Jesuit Poets

I am belatedly posting about a superb address I heard given at a mass to celebrate the Fourth Centenary of the (then) English Province of the Society of Jesus, held in Farm Street Church, London on 21 January 2023. The mass was celebrated by Vincent Cardinal Nichols, Archbishop of Westminster, and the sermon given by Fr Damian Howard SJ, Provincial of the British Province. The music at the mass included the world premiere of James MacMillan’s “Precious in the sight of the Lord” (with MacMillan in the congregation).

The sermon by Fr Howard was oratory of a high intellectual calibre, and included these interesting words about British Jesuit culture:

And the mission [to England] would spill out into other lands, too. First over the ocean to Maryland, where in due course a daughter Province would see the light of day. Then came missions to the Caribbean, Central America, Calcutta, Malta, present-day Guyana, Belize, Zambia, Zimbabwe, and South Africa. The locations patently shadow an imperial progress, but the longevity of the institutions founded, and the flexibility of the work undertaken testify to the Spirit’s transcendence of a merely British outfit.

That openness to a universal horizon is a sign of an authentic inculturation. An order’s charism, its take on the life of Christ, must put down roots into the native soil if it is to become vital and transformative. Easier said than done. Our founding companions were a distinctly Latin bunch. Ignatius’ secretary, Fr Jeronimo Nadal, used to say “la Compañía es fervor”: the Society is fervour, easier to say with a straight face in Spanish than in English. How would the Society’s congenital Mediterranean warmth, its comradeliness, its ingrained Baroque exuberance take to cooler, damper climes? How do you even utter the word “fervour” in a language of understatement and irony, in which religious enthusiasm sounds embarrassing?
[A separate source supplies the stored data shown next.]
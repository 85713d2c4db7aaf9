// SPDX-FileCopyrightText: 2026 Atenea Contributors
// SPDX-License-Identifier: MIT OR Apache-2.0

//! Common types used across adapter traits and the Atenea core.
//!
//! Fixed state columns are closed enums; data-driven lookups (channels,
//! consult types, telephony channel states) are plain keys into
//! configuration tables.

use base64::Engine;
use base64::prelude::BASE64_STANDARD;
use chrono::{DateTime, SecondsFormat, Utc};
use serde::{Deserialize, Serialize};
use strum::{Display, EnumString};

use crate::error::AteneaError;

/// Identifier returned by a channel adapter for a delivered message.
#[derive(Debug, Clone, PartialEq, Eq, Hash, Serialize, Deserialize)]
pub struct MessageId(pub String);

/// Health status reported by adapter health checks.
#[derive(Debug, Clone, PartialEq, Eq)]
pub enum HealthStatus {
    /// Adapter is fully operational.
    Healthy,
    /// Adapter is operational but experiencing issues.
    Degraded(String),
    /// Adapter is not operational.
    Unhealthy(String),
}

/// Identifies the type of adapter.
#[derive(
    Debug, Clone, Copy, PartialEq, Eq, Hash, Display, EnumString, Serialize, Deserialize,
)]
pub enum AdapterType {
    Channel,
    Bot,
    Storage,
}

/// Formats a timestamp the way every persisted column stores it.
///
/// Fixed-width UTC with millisecond precision, so lexical order equals
/// chronological order inside SQLite.
pub fn format_timestamp(at: DateTime<Utc>) -> String {
    at.to_rfc3339_opts(SecondsFormat::Millis, true)
}

/// Parses a persisted timestamp back into a UTC datetime.
pub fn parse_timestamp(value: &str) -> Option<DateTime<Utc>> {
    DateTime::parse_from_rfc3339(value)
        .ok()
        .map(|dt| dt.with_timezone(&Utc))
}

// --- Room / attention / message state ---

/// Lifecycle status of a conversation room.
#[derive(
    Debug, Clone, Copy, PartialEq, Eq, Hash, Display, EnumString, Serialize, Deserialize,
)]
#[strum(serialize_all = "snake_case")]
#[serde(rename_all = "snake_case")]
pub enum RoomStatus {
    Pending,
    Priority,
    Completed,
}

impl RoomStatus {
    /// Whether the room can still receive traffic and transitions.
    pub fn is_active(self) -> bool {
        !matches!(self, RoomStatus::Completed)
    }

    /// Allowed forward transitions. Completed is terminal.
    pub fn can_transition_to(self, next: RoomStatus) -> bool {
        matches!(
            (self, next),
            (RoomStatus::Pending, RoomStatus::Priority)
                | (RoomStatus::Pending, RoomStatus::Completed)
                | (RoomStatus::Priority, RoomStatus::Completed)
        )
    }
}

/// Lifecycle status of an attention ticket.
#[derive(
    Debug, Clone, Copy, PartialEq, Eq, Hash, Display, EnumString, Serialize, Deserialize,
)]
#[strum(serialize_all = "snake_case")]
#[serde(rename_all = "snake_case")]
pub enum AttentionStatus {
    IdentityVerification,
    InProgress,
    Closed,
}

impl AttentionStatus {
    pub fn is_open(self) -> bool {
        !matches!(self, AttentionStatus::Closed)
    }
}

/// Who authored a message.
#[derive(
    Debug, Clone, Copy, PartialEq, Eq, Hash, Display, EnumString, Serialize, Deserialize,
)]
#[strum(serialize_all = "snake_case")]
#[serde(rename_all = "snake_case")]
pub enum SenderType {
    Agent,
    Citizen,
    Bot,
}

/// Read state of a message.
#[derive(
    Debug, Clone, Copy, PartialEq, Eq, Hash, Display, EnumString, Serialize, Deserialize,
)]
#[strum(serialize_all = "snake_case")]
#[serde(rename_all = "snake_case")]
pub enum MessageStatus {
    Read,
    Unread,
}

/// Delivery marker for a message.
///
/// Inbound messages are `Received`; outbound ones are `Sent` or `Failed`
/// depending on the adapter outcome.
#[derive(
    Debug, Clone, Copy, PartialEq, Eq, Hash, Display, EnumString, Serialize, Deserialize,
)]
#[strum(serialize_all = "snake_case")]
#[serde(rename_all = "snake_case")]
pub enum Delivery {
    Received,
    Sent,
    Failed,
}

/// Kind of a message attachment.
#[derive(
    Debug, Clone, Copy, PartialEq, Eq, Hash, Display, EnumString, Serialize, Deserialize,
)]
#[strum(serialize_all = "snake_case")]
#[serde(rename_all = "snake_case")]
pub enum AttachmentType {
    File,
    Image,
}

/// External lookup kinds performed during an attention.
#[derive(
    Debug, Clone, Copy, PartialEq, Eq, Hash, Display, EnumString, Serialize, Deserialize,
)]
#[strum(serialize_all = "snake_case")]
#[serde(rename_all = "snake_case")]
pub enum QueryType {
    TaxesByDocument,
    TicketsByDocument,
    TicketsByPlate,
    VehicleByPlate,
    PropertyByCode,
    DebtsByDocument,
}

/// Who currently answers inbound traffic in a room.
#[derive(
    Debug, Clone, Copy, PartialEq, Eq, Hash, Display, EnumString, Serialize, Deserialize,
)]
#[strum(serialize_all = "snake_case")]
#[serde(rename_all = "snake_case")]
pub enum Handler {
    Bot,
    Agent,
}

impl Handler {
    pub fn from_bot_replies(bot_replies: bool) -> Self {
        if bot_replies { Handler::Bot } else { Handler::Agent }
    }
}

/// What caused a bot/agent handoff.
#[derive(
    Debug, Clone, Copy, PartialEq, Eq, Hash, Display, EnumString, Serialize, Deserialize,
)]
#[strum(serialize_all = "snake_case")]
#[serde(rename_all = "snake_case")]
pub enum HandoffTrigger {
    /// An agent explicitly claimed the room.
    AgentClaim,
    /// The bot signalled an escalation intent in its reply.
    BotEscalation,
    /// The failed-turn threshold was reached.
    FailedTurns,
    /// An agent explicitly returned the room to the bot.
    AgentRelease,
}

// --- Inbound wire shape ---

/// A participant in an inbound channel event.
#[derive(Debug, Clone, Default, PartialEq, Eq, Serialize, Deserialize)]
pub struct Party {
    /// Channel-native user id (phone for WhatsApp, chat id for Telegram, ...).
    pub id: String,
    #[serde(default)]
    pub full_name: Option<String>,
    #[serde(default)]
    pub phone: Option<String>,
    #[serde(default)]
    pub email: Option<String>,
}

/// The message body of an inbound event.
#[derive(Debug, Clone, Default, PartialEq, Eq, Serialize, Deserialize)]
pub struct IncomingBody {
    /// Channel-native message id, the idempotency key.
    #[serde(default)]
    pub id: Option<String>,
    #[serde(default)]
    pub body: String,
    /// Set by adapters that echo bot-sent messages back through the webhook.
    #[serde(default)]
    pub bot_reply: Option<bool>,
}

/// A base64 attachment as carried on the wire.
#[derive(Debug, Clone, PartialEq, Eq, Serialize, Deserialize)]
pub struct AttachmentPayload {
    /// Base64-encoded content.
    pub content: String,
    pub extension: String,
    /// Decoded length in bytes; must match `content`.
    pub size: i64,
    #[serde(rename = "type")]
    pub kind: AttachmentType,
}

impl AttachmentPayload {
    /// Checks that `content` is valid base64 whose decoded length equals `size`.
    pub fn validate(&self) -> Result<(), AteneaError> {
        let decoded = BASE64_STANDARD
            .decode(self.content.as_bytes())
            .map_err(|e| AteneaError::Validation(format!("attachment is not valid base64: {e}")))?;
        if decoded.len() as i64 != self.size {
            return Err(AteneaError::Validation(format!(
                "attachment size {} does not match decoded length {}",
                self.size,
                decoded.len()
            )));
        }
        Ok(())
    }
}

/// Normalized inbound event produced by a channel adapter.
#[derive(Debug, Clone, PartialEq, Eq, Serialize, Deserialize)]
pub struct IncomingEvent {
    /// Channel code (`whatsapp`, `telegram`, ...).
    pub channel: String,
    /// Channel-native chat or thread id.
    pub external_room_id: String,
    pub sender: Party,
    #[serde(default)]
    pub receiver: Option<Party>,
    pub message: IncomingBody,
    #[serde(default)]
    pub attachments: Vec<AttachmentPayload>,
    /// Provider-reported send time.
    pub timestamp: DateTime<Utc>,
}

// --- Outbound wire shape ---

/// Interactive message style.
#[derive(
    Debug, Clone, Copy, Default, PartialEq, Eq, Display, EnumString, Serialize, Deserialize,
)]
#[strum(serialize_all = "snake_case")]
#[serde(rename_all = "snake_case")]
pub enum OutgoingKind {
    #[default]
    Text,
    Interactive,
}

/// A quick-reply button.
#[derive(Debug, Clone, PartialEq, Eq, Serialize, Deserialize)]
pub struct Button {
    pub title: String,
    #[serde(default)]
    pub payload: Option<String>,
}

/// Presentation options for an outgoing message.
#[derive(Debug, Clone, Default, PartialEq, Eq, Serialize, Deserialize)]
pub struct OutgoingOptions {
    #[serde(rename = "type", default)]
    pub kind: OutgoingKind,
    #[serde(default)]
    pub buttons: Vec<Button>,
    #[serde(default)]
    pub footer: Option<String>,
}

/// Channel-ready command handed to a channel adapter.
#[derive(Debug, Clone, PartialEq, Eq, Serialize, Deserialize)]
pub struct OutgoingCommand {
    pub channel: String,
    /// Recipient address (phone, user id, email).
    pub to: String,
    #[serde(default)]
    pub chat_id: Option<String>,
    pub message: String,
    #[serde(default)]
    pub options: Option<OutgoingOptions>,
    #[serde(default)]
    pub attachments: Vec<AttachmentPayload>,
    pub bot_reply: bool,
    /// Idempotency key the adapter may forward to providers that support one.
    pub idempotency_key: String,
    pub timestamp: DateTime<Utc>,
}

/// A reply submitted to the dispatch gateway by an agent action or the bot.
#[derive(Debug, Clone, PartialEq, Eq, Serialize, Deserialize)]
pub struct OutgoingPayload {
    pub room_id: String,
    pub message: String,
    #[serde(default)]
    pub options: Option<OutgoingOptions>,
    #[serde(default)]
    pub attachments: Vec<AttachmentPayload>,
    #[serde(default)]
    pub bot_reply: bool,
    /// Agent authoring the reply. Ignored for bot replies.
    #[serde(default)]
    pub sender_user_id: Option<String>,
    /// Reuse on retries so the same logical send keeps its key.
    #[serde(default)]
    pub idempotency_key: Option<String>,
}

/// Capabilities reported by a channel adapter.
#[derive(Debug, Clone, PartialEq, Eq)]
pub struct ChannelCapabilities {
    pub supports_interactive: bool,
    pub supports_attachments: bool,
    pub max_message_length: Option<usize>,
}

impl Default for ChannelCapabilities {
    fn default() -> Self {
        Self {
            supports_interactive: false,
            supports_attachments: true,
            max_message_length: None,
        }
    }
}

// --- Bot wire shape ---

/// A single message produced by the bot.
#[derive(Debug, Clone, PartialEq, Eq, Serialize, Deserialize)]
pub struct BotMessage {
    pub text: String,
    #[serde(default)]
    pub buttons: Vec<Button>,
}

/// The bot's answer to one citizen turn.
#[derive(Debug, Clone, Default, PartialEq, Eq, Serialize, Deserialize)]
pub struct BotReply {
    pub messages: Vec<BotMessage>,
    /// The bot asked for a human agent.
    #[serde(default)]
    pub escalate: bool,
    /// False when the bot fell back (did not understand the turn).
    #[serde(default = "default_understood")]
    pub understood: bool,
}

fn default_understood() -> bool {
    true
}

/// What the bot is told about the turn it must answer.
#[derive(Debug, Clone, PartialEq, Eq)]
pub struct BotTurn {
    pub room_id: String,
    pub channel: String,
    /// Stable conversation key for the bot engine's tracker.
    pub sender_key: String,
    pub text: String,
}

#[cfg(test)]
mod tests {
    use super::*;
    use std::str::FromStr;

    #[test]
    fn room_status_transitions() {
        assert!(RoomStatus::Pending.can_transition_to(RoomStatus::Priority));
        assert!(RoomStatus::Pending.can_transition_to(RoomStatus::Completed));
        assert!(RoomStatus::Priority.can_transition_to(RoomStatus::Completed));
        assert!(!RoomStatus::Priority.can_transition_to(RoomStatus::Pending));
        assert!(!RoomStatus::Priority.can_transition_to(RoomStatus::Priority));
        for next in [RoomStatus::Pending, RoomStatus::Priority, RoomStatus::Completed] {
            assert!(!RoomStatus::Completed.can_transition_to(next));
        }
    }

    #[test]
    fn enum_strings_are_snake_case() {
        assert_eq!(
            AttentionStatus::IdentityVerification.to_string(),
            "identity_verification"
        );
        assert_eq!(
            AttentionStatus::from_str("in_progress").unwrap(),
            AttentionStatus::InProgress
        );
        assert_eq!(QueryType::TicketsByPlate.to_string(), "tickets_by_plate");
        assert_eq!(
            HandoffTrigger::from_str("failed_turns").unwrap(),
            HandoffTrigger::FailedTurns
        );
        let json = serde_json::to_string(&SenderType::Citizen).unwrap();
        assert_eq!(json, "\"citizen\"");
    }

    #[test]
    fn timestamps_round_trip_with_millis() {
        let at = DateTime::parse_from_rfc3339("2026-03-01T10:15:30.250+02:00")
            .unwrap()
            .with_timezone(&Utc);
        let s = format_timestamp(at);
        assert_eq!(s, "2026-03-01T08:15:30.250Z");
        assert_eq!(parse_timestamp(&s), Some(at));
        assert!(parse_timestamp("yesterday").is_none());
    }

    #[test]
    fn incoming_event_deserializes_with_defaults() {
        let json = r#"{
            "channel": "whatsapp",
            "external_room_id": "51999888777",
            "sender": {"id": "51999888777", "full_name": "Ana Quispe"},
            "message": {"id": "wamid.1", "body": "hola"},
            "timestamp": "2026-03-01T10:00:00Z"
        }"#;
        let event: IncomingEvent = serde_json::from_str(json).unwrap();
        assert_eq!(event.channel, "whatsapp");
        assert_eq!(event.message.id.as_deref(), Some("wamid.1"));
        assert!(event.attachments.is_empty());
        assert!(event.receiver.is_none());
    }

    #[test]
    fn attachment_size_must_match_decoded_length() {
        let ok = AttachmentPayload {
            content: "aGVsbG8=".into(),
            extension: "txt".into(),
            size: 5,
            kind: AttachmentType::File,
        };
        assert!(ok.validate().is_ok());

        let wrong_size = AttachmentPayload { size: 6, ..ok.clone() };
        assert!(matches!(
            wrong_size.validate(),
            Err(AteneaError::Validation(_))
        ));

        let garbage = AttachmentPayload {
            content: "***".into(),
            ..ok
        };
        assert!(garbage.validate().is_err());
    }

    #[test]
    fn bot_reply_defaults_to_understood() {
        let reply: BotReply = serde_json::from_str(r#"{"messages": []}"#).unwrap();
        assert!(reply.understood);
        assert!(!reply.escalate);
    }

    #[test]
    fn outgoing_options_use_type_key() {
        let opts = OutgoingOptions {
            kind: OutgoingKind::Interactive,
            buttons: vec![Button {
                title: "Yes".into(),
                payload: None,
            }],
            footer: Some("Municipalidad".into()),
        };
        let json = serde_json::to_value(&opts).unwrap();
        assert_eq!(json["type"], "interactive");
    }

    proptest::proptest! {
        #[test]
        fn formatted_timestamps_sort_chronologically(a in 0i64..4_000_000_000_000, b in 0i64..4_000_000_000_000) {
            let ta = DateTime::<Utc>::from_timestamp_millis(a).unwrap();
            let tb = DateTime::<Utc>::from_timestamp_millis(b).unwrap();
            let (sa, sb) = (format_timestamp(ta), format_timestamp(tb));
            proptest::prop_assert_eq!(sa.cmp(&sb), ta.cmp(&tb));
        }
    }
}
Poetry was part of the answer, consistently helping us find and speak of God in subtler, delicate shades and nuances of affect. Southwell and Hopkins are emblems of a long-standing talent which survives to the present day. That in turn has framed a notable contribution to Ignatian spirituality, discerning, contemplative, earthy. It’s hard not to mention the name of Fr Paul Kennedy whose influence extends so far beyond these shores. A liberal dash of eccentricity has played its part as has a better than average sense of humour. Ignatius’ vision of the man of outstanding virtue and edifying manners ended up looking like an altered gentleman. If not always at the Californian cutting edge, the British Jesuits have been pragmatically resourceful and innovative, Ignatian magnanimity refracted through a British lens usually manifesting as the enthusiastic amateur, that word taken in its best sense (and occasionally not). In the intellectual realm, our peculiar Anglo-Saxon mindset, so suspicious to Roman eyes, has yielded a series of intensely brilliant flashes; Freddie Copleston debating Bertrand Russell on the BBC shines particularly bright. If at times we have suffered from a certain collective low self-esteem, we have masked it consummately.

And if there has been heresy, it has always been the indigenous Pelagianism, that confidence that, to quote the late Fr Michael Beattie, “grit, guts and gumption” will surely carry the day. It is understandable, such trust in human resilience, when we look back to that rain-sodden December day in 1581 when a bookseller’s son was dragged through the mud to the scaffold, from Tower to Tyburn, there to be “made a spectacle unto God, unto His angels and unto men”, to proclaim his innocence, forgive his enemies, ask pardon of any he had injured and to offer a final prayer for Queen Elizabeth, to whom he wished a long, quiet reign with all prosperity. Campion in death is almost too glorious.”